WHAT YOU NEED TO DO —
Write down each entry precisely as given.

SOURCE RECORDS —

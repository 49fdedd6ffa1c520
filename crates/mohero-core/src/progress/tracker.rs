//! Progress tracker operations for a single user.

use chrono::{DateTime, Utc};

use super::UserProgress;
use crate::catalog::Program;
use crate::error::{CoreError, Result, ValidationError};
use crate::ritual::{apply_delta, clamp_value, DailyRitual, Exercise};
use crate::storage::Database;

/// Result of a program selection.
#[derive(Debug, Clone)]
pub struct Selection {
    pub program: Program,
    pub progress: UserProgress,
    pub previous_program_id: Option<String>,
    /// Exercise records deleted because the user switched programs.
    pub records_cleared: usize,
}

/// Reads and writes one user's progress. Every operation persists before it
/// returns the new state; on error nothing is returned to cache.
pub struct ProgressTracker<'a> {
    db: &'a Database,
    user_id: &'a str,
}

impl<'a> ProgressTracker<'a> {
    pub fn new(db: &'a Database, user_id: &'a str) -> Self {
        Self { db, user_id }
    }

    pub fn progress(&self) -> Result<UserProgress> {
        self.db.load_progress(self.user_id)
    }

    /// The active program and current progress, if a program is selected.
    pub fn active_program(&self) -> Result<Option<(Program, UserProgress)>> {
        let progress = self.progress()?;
        let Some(program_id) = progress.current_program_id.as_deref() else {
            return Ok(None);
        };
        let program = self
            .db
            .program(program_id)?
            .ok_or_else(|| CoreError::not_found("program", program_id))?;
        Ok(Some((program, progress)))
    }

    fn require_program(&self) -> Result<(Program, UserProgress)> {
        self.active_program()?.ok_or(CoreError::NoActiveProgram)
    }

    /// Make `program_id` the active program, restarting at day 1.
    ///
    /// Switching away from a different program deletes every exercise
    /// record of the user. That cannot be undone; callers confirm with the
    /// user first.
    pub fn select_program(&self, program_id: &str, now: DateTime<Utc>) -> Result<Selection> {
        let program = self
            .db
            .program(program_id)?
            .ok_or_else(|| CoreError::not_found("program", program_id))?;

        let current = self.progress()?;
        let next = current.started(program_id, now);

        let records_cleared = if current.is_switching_to(program_id) {
            self.db.reset_progress(self.user_id, &next)?
        } else {
            self.db.save_progress(self.user_id, &next)?;
            0
        };

        tracing::info!(
            user = self.user_id,
            program = program_id,
            previous = ?current.current_program_id,
            records_cleared,
            "program selected"
        );

        Ok(Selection {
            program,
            progress: next,
            previous_program_id: current.current_program_id,
            records_cleared,
        })
    }

    /// The exercise `exercise_id` as it appears in today's ritual.
    ///
    /// Exercises of other days or other programs are rejected so that no
    /// record is ever stamped with a day it does not belong to.
    fn todays_exercise(&self, exercise_id: &str) -> Result<(UserProgress, Exercise)> {
        let (program, progress) = self.require_program()?;
        let ritual = self.db.ritual(self.user_id, &program.id, progress.current_day)?;
        if let Some(exercise) = ritual.exercise(exercise_id) {
            let exercise = exercise.clone();
            return Ok((progress, exercise));
        }
        if self.db.exercise_definition(exercise_id)?.is_none() {
            return Err(CoreError::not_found("exercise", exercise_id));
        }
        Err(ValidationError::InvalidValue {
            field: "exercise_id".to_string(),
            message: format!(
                "'{exercise_id}' is not part of day {} of '{}'",
                progress.current_day, program.id
            ),
        }
        .into())
    }

    fn store_value(&self, day: u32, mut exercise: Exercise, value: u32) -> Result<Exercise> {
        exercise.completed_value = value;
        let completed = exercise.is_complete();
        self.db
            .upsert_exercise_progress(self.user_id, &exercise.id, value, completed, day)?;

        tracing::debug!(
            user = self.user_id,
            exercise = %exercise.id,
            day,
            value,
            completed,
            "exercise progress stored"
        );
        Ok(exercise)
    }

    /// Store `new_value`, clamped to `[0, target]`, as the user's value for
    /// an exercise of the current day. Does not move the current day.
    pub fn update_exercise_completion(&self, exercise_id: &str, new_value: i64) -> Result<Exercise> {
        let (progress, exercise) = self.todays_exercise(exercise_id)?;
        let value = clamp_value(new_value, exercise.target);
        self.store_value(progress.current_day, exercise, value)
    }

    /// Increment/decrement path: `clamp(stored + delta, 0, target)`.
    pub fn add_to_exercise(&self, exercise_id: &str, delta: i64) -> Result<Exercise> {
        let (progress, exercise) = self.todays_exercise(exercise_id)?;
        let value = apply_delta(exercise.completed_value, delta, exercise.target);
        self.store_value(progress.current_day, exercise, value)
    }

    /// Ritual of the active program's current day.
    pub fn current_ritual(&self) -> Result<DailyRitual> {
        let (program, progress) = self.require_program()?;
        self.db.ritual(self.user_id, &program.id, progress.current_day)
    }

    /// Mark the current day done and move to the next one.
    ///
    /// Fails with [`CoreError::RitualIncomplete`], leaving everything
    /// untouched, while any exercise is below its target.
    pub fn complete_ritual(&self) -> Result<UserProgress> {
        let (program, progress) = self.require_program()?;
        let ritual = self.db.ritual(self.user_id, &program.id, progress.current_day)?;
        if !ritual.all_complete() {
            return Err(CoreError::RitualIncomplete {
                day: progress.current_day,
                remaining: ritual.incomplete_count(),
            });
        }

        let next = progress.completed(program.duration_days);
        self.persist_next_day(&program, &progress, &next)?;
        tracing::info!(
            user = self.user_id,
            program = %program.id,
            day = progress.current_day,
            next_day = next.current_day,
            streak = next.streak,
            "ritual completed"
        );
        Ok(next)
    }

    /// Calendar roll-over advance. Counts the day but not the streak.
    pub fn advance_day(&self) -> Result<UserProgress> {
        let (program, progress) = self.require_program()?;
        let next = progress.rolled_over(program.duration_days);
        self.persist_next_day(&program, &progress, &next)?;
        tracing::info!(
            user = self.user_id,
            program = %program.id,
            from = progress.current_day,
            to = next.current_day,
            "day rolled over"
        );
        Ok(next)
    }

    /// Save the day change. Leaving the last day starts a new cycle, so the
    /// program's exercise records are cleared in the same transaction.
    fn persist_next_day(&self, program: &Program, current: &UserProgress, next: &UserProgress) -> Result<()> {
        if current.current_day < program.duration_days {
            return self.db.save_progress(self.user_id, next);
        }
        let cleared = self.db.start_new_cycle(self.user_id, &program.id, next)?;
        tracing::info!(
            user = self.user_id,
            program = %program.id,
            records_cleared = cleared,
            "program cycle restarted"
        );
        Ok(())
    }
}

EXERCISE ANSWER —
repository 49fdedd6ffa1c520
filename crates/mohero-core/src/progress/tracker.rs
//! Progress tracker operations for a single user.

use chrono::{DateTime, Utc};

use super::UserProgress;
use crate::catalog::Program;
use crate::error::{CoreError, Result, ValidationError};
use crate::ritual::{apply_delta, clamp_value, DailyRitual, Exercise};
use crate::storage::Database;

/// Result of a program selection.
#[derive(Debug, Clone)]
pub struct Selection {
    pub program: Program,
    pub progress: UserProgress,
    pub previous_program_id: Option<String>,
    /// Exercise records deleted because the user switched programs.
    pub records_cleared: usize,
}

/// Reads and writes one user's progress. Every operation persists before it
/// returns the new state; on error nothing is returned to cache.
pub struct ProgressTracker<'a> {
    db: &'a Database,
    user_id: &'a str,
}

impl<'a> ProgressTracker<'a> {
    pub fn new(db: &'a Database, user_id: &'a str) -> Self {
        Self { db, user_id }
    }

    pub fn progress(&self) -> Result<UserProgress> {
        self.db.load_progress(self.user_id)
    }

    /// The active program and current progress, if a program is selected.
    pub fn active_program(&self) -> Result<Option<(Program, UserProgress)>> {
        let progress = self.progress()?;
        let Some(program_id) = progress.current_program_id.as_deref() else {
            return Ok(None);
        };
        let program = self
            .db
            .program(program_id)?
            .ok_or_else(|| CoreError::not_found("program", program_id))?;
        Ok(Some((program, progress)))
    }

    fn require_program(&self) -> Result<(Program, UserProgress)> {
        self.active_program()?.ok_or(CoreError::NoActiveProgram)
    }

    /// Make `program_id` the active program, restarting at day 1.
    ///
    /// Switching away from a different program deletes every exercise
    /// record of the user. That cannot be undone; callers confirm with the
    /// user first.
    pub fn select_program(&self, program_id: &str, now: DateTime<Utc>) -> Result<Selection> {
        let program = self
            .db
            .program(program_id)?
            .ok_or_else(|| CoreError::not_found("program", program_id))?;

        let current = self.progress()?;
        let next = current.started(program_id, now);

        let records_cleared = if current.is_switching_to(program_id) {
            self.db.reset_progress(self.user_id, &next)?
        } else {
            self.db.save_progress(self.user_id, &next)?;
            0
        };

        tracing::info!(
            user = self.user_id,
            program = program_id,
            previous = ?current.current_program_id,
            records_cleared,
            "program selected"
        );

        Ok(Selection {
            program,
            progress: next,
            previous_program_id: current.current_program_id,
            records_cleared,
        })
    }

    /// The exercise `exercise_id` as it appears in today's ritual.
    ///
    /// Exercises of other days or other programs are rejected so that no
    /// record is ever stamped with a day it does not belong to.
    fn todays_exercise(&self, exercise_id: &str) -> Result<(UserProgress, Exercise)> {
        let (program, progress) = self.require_program()?;
        let ritual = self.db.ritual(self.user_id, &program.id, progress.current_day)?;
        if let Some(exercise) = ritual.exercise(exercise_id) {
            let exercise = exercise.clone();
            return Ok((progress, exercise));
        }
        if self.db.exercise_definition(exercise_id)?.is_none() {
            return Err(CoreError::not_found("exercise", exercise_id));
        }
        Err(ValidationError::InvalidValue {
            field: "exercise_id".to_string(),
            message: format!(
                "'{exercise_id}' is not part of day {} of '{}'",
                progress.current_day, program.id
            ),
        }
        .into())
    }

    fn store_value(&self, day: u32, mut exercise: Exercise, value: u32) -> Result<Exercise> {
        exercise.completed_value = value;
        let completed = exercise.is_complete();
        self.db
            .upsert_exercise_progress(self.user_id, &exercise.id, value, completed, day)?;

        tracing::debug!(
            user = self.user_id,
            exercise = %exercise.id,
            day,
            value,
            completed,
            "exercise progress stored"
        );
        Ok(exercise)
    }

    /// Store `new_value`, clamped to `[0, target]`, as the user's value for
    /// an exercise of the current day. Does not move the current day.
    pub fn update_exercise_completion(&self, exercise_id: &str, new_value: i64) -> Result<Exercise> {
        let (progress, exercise) = self.todays_exercise(exercise_id)?;
        let value = clamp_value(new_value, exercise.target);
        self.store_value(progress.current_day, exercise, value)
    }

    /// Increment/decrement path: `clamp(stored + delta, 0, target)`.
    pub fn add_to_exercise(&self, exercise_id: &str, delta: i64) -> Result<Exercise> {
        let (progress, exercise) = self.todays_exercise(exercise_id)?;
        let value = apply_delta(exercise.completed_value, delta, exercise.target);
        self.store_value(progress.current_day, exercise, value)
    }

    /// Ritual of the active program's current day.
    pub fn current_ritual(&self) -> Result<DailyRitual> {
        let (program, progress) = self.require_program()?;
        self.db.ritual(self.user_id, &program.id, progress.current_day)
    }

    /// Mark the current day done and move to the next one.
    ///
    /// Fails with [`CoreError::RitualIncomplete`], leaving everything
    /// untouched, while any exercise is below its target.
    pub fn complete_ritual(&self) -> Result<UserProgress> {
        let (program, progress) = self.require_program()?;
        let ritual = self.db.ritual(self.user_id, &program.id, progress.current_day)?;
        if !ritual.all_complete() {
            return Err(CoreError::RitualIncomplete {
                day: progress.current_day,
                remaining: ritual.incomplete_count(),
            });
        }

        let next = progress.completed(program.duration_days);
        self.persist_next_day(&program, &progress, &next)?;
        tracing::info!(
            user = self.user_id,
            program = %program.id,
            day = progress.current_day,
            next_day = next.current_day,
            streak = next.streak,
            "ritual completed"
        );
        Ok(next)
    }

    /// Calendar roll-over advance. Counts the day but not the streak.
    pub fn advance_day(&self) -> Result<UserProgress> {
        let (program, progress) = self.require_program()?;
        let next = progress.rolled_over(program.duration_days);
        self.persist_next_day(&program, &progress, &next)?;
        tracing::info!(
            user = self.user_id,
            program = %program.id,
            from = progress.current_day,
            to = next.current_day,
            "day rolled over"
        );
        Ok(next)
    }

    /// Save the day change. Leaving the last day starts a new cycle, so the
    /// program's exercise records are cleared in the same transaction.
    fn persist_next_day(&self, program: &Program, current: &UserProgress, next: &UserProgress) -> Result<()> {
        if current.current_day < program.duration_days {
            return self.db.save_progress(self.user_id, next);
        }
        let cleared = self.db.start_new_cycle(self.user_id, &program.id, next)?;
        tracing::info!(
            user = self.user_id,
            program = %program.id,
            records_cleared = cleared,
            "program cycle restarted"
        );
        Ok(())
    }
}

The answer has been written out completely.